Required action:
Lines in which "struct" appears should be pulled from the data below.

Records supplied:
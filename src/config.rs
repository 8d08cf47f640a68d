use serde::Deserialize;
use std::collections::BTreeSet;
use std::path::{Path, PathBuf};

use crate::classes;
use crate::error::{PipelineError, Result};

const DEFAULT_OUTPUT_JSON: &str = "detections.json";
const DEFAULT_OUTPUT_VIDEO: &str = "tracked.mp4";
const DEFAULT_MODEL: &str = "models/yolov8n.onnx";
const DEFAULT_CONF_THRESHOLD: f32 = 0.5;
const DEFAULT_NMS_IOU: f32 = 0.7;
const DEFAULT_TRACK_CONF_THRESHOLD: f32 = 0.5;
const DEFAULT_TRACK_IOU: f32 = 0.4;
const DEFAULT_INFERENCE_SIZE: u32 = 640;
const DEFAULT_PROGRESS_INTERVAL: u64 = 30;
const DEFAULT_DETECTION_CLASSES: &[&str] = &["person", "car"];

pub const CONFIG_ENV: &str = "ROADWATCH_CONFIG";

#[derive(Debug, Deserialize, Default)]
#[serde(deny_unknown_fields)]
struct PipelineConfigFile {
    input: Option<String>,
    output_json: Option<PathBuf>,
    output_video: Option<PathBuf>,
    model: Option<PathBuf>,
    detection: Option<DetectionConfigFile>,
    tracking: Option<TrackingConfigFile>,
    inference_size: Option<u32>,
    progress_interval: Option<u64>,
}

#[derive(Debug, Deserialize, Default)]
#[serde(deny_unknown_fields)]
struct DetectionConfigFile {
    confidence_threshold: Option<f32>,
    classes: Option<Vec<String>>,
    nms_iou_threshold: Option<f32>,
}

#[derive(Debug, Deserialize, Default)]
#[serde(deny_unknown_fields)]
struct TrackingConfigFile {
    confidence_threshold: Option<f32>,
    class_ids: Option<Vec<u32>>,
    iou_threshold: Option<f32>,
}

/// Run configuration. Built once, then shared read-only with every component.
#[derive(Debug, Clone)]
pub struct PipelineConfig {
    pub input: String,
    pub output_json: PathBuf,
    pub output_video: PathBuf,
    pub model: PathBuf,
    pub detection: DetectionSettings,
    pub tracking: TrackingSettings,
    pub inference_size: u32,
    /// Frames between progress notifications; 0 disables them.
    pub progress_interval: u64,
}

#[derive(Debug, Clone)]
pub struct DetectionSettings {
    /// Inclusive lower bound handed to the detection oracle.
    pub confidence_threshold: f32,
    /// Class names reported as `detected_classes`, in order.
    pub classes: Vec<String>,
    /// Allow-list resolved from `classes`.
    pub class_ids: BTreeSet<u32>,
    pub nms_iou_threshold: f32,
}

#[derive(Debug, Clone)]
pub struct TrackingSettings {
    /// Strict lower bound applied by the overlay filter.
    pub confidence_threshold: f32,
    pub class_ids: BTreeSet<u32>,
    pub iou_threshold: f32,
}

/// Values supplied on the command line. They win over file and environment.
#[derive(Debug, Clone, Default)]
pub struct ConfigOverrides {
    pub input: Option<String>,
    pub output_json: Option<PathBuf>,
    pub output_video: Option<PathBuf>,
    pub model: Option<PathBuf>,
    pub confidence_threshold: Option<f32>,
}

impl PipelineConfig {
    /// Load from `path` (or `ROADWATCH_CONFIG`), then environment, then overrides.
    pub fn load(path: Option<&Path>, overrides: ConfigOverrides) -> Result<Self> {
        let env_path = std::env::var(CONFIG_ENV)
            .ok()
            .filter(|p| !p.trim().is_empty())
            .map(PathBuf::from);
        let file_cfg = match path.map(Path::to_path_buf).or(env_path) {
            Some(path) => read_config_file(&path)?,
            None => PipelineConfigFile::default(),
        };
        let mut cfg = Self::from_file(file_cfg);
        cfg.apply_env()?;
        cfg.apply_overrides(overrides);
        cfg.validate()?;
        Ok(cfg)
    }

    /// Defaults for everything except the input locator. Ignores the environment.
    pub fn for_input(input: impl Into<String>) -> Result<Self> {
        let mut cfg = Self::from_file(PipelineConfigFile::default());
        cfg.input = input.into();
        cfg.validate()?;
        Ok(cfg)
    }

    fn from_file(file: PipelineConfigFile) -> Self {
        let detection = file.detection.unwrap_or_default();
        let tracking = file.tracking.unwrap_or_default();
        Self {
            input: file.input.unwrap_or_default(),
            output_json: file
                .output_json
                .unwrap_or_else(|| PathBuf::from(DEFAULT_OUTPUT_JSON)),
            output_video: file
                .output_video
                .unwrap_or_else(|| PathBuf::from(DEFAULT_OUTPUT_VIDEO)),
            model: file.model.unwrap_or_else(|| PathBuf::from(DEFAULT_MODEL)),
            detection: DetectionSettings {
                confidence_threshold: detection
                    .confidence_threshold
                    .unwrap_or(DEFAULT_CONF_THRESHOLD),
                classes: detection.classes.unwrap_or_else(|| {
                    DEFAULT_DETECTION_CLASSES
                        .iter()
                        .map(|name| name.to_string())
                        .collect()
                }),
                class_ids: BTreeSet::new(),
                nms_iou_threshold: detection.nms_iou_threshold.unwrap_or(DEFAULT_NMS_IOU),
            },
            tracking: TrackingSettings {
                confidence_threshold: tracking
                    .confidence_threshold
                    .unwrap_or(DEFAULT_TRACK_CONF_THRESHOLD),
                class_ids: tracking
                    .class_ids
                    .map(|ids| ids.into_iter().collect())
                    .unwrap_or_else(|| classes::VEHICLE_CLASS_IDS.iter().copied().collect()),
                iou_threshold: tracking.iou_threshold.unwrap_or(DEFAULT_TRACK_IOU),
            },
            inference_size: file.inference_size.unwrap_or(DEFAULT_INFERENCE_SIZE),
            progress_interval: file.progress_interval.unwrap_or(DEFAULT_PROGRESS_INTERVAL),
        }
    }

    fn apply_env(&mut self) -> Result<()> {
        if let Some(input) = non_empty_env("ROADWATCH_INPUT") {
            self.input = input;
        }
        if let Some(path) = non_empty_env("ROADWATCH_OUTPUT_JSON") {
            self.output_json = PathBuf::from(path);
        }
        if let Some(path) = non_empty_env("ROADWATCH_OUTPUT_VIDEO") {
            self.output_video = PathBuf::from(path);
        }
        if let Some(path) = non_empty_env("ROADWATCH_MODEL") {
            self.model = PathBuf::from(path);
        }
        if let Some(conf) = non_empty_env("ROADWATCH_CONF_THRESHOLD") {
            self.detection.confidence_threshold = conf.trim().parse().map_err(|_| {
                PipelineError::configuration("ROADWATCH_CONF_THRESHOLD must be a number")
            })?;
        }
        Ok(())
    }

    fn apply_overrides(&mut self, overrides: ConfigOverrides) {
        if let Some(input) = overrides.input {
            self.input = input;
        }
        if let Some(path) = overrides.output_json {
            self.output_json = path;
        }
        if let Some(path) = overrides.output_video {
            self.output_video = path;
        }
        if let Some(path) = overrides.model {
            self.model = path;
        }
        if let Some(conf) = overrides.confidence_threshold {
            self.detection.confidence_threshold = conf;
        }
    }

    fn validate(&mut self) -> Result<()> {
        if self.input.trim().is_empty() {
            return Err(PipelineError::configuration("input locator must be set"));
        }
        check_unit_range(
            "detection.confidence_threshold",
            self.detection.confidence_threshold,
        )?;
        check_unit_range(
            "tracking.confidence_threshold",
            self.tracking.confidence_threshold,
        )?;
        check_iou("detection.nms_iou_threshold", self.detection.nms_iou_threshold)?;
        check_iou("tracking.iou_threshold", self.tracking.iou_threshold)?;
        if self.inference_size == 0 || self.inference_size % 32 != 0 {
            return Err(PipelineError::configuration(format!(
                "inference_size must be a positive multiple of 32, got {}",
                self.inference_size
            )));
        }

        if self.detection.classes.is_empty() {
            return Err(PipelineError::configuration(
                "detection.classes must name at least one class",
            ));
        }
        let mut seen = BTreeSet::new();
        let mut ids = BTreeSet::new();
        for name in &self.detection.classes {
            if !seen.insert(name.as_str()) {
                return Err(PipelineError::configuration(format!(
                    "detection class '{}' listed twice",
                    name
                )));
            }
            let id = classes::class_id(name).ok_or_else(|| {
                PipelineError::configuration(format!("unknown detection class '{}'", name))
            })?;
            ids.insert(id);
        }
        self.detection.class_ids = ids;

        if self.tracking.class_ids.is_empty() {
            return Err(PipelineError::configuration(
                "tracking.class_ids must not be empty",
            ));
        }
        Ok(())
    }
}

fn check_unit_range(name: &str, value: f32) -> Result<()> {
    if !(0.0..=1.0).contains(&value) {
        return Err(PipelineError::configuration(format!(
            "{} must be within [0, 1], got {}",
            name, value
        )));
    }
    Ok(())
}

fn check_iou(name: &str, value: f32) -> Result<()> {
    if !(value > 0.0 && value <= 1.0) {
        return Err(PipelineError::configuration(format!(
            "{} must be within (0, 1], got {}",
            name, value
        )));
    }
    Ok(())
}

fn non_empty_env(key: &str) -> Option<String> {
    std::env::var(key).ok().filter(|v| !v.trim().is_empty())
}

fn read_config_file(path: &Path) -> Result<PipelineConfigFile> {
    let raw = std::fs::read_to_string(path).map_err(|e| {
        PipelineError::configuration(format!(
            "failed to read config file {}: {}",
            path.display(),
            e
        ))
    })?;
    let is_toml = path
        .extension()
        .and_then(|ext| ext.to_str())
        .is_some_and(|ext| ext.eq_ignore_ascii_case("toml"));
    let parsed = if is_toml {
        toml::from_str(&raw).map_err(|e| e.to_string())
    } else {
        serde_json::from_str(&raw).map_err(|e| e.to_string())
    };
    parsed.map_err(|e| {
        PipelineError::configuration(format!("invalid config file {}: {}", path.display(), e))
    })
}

Solution to the exercise:
struct PipelineConfigFile {
struct DetectionConfigFile {
struct TrackingConfigFile {
pub struct PipelineConfig {
pub struct DetectionSettings {
pub struct TrackingSettings {
pub struct ConfigOverrides {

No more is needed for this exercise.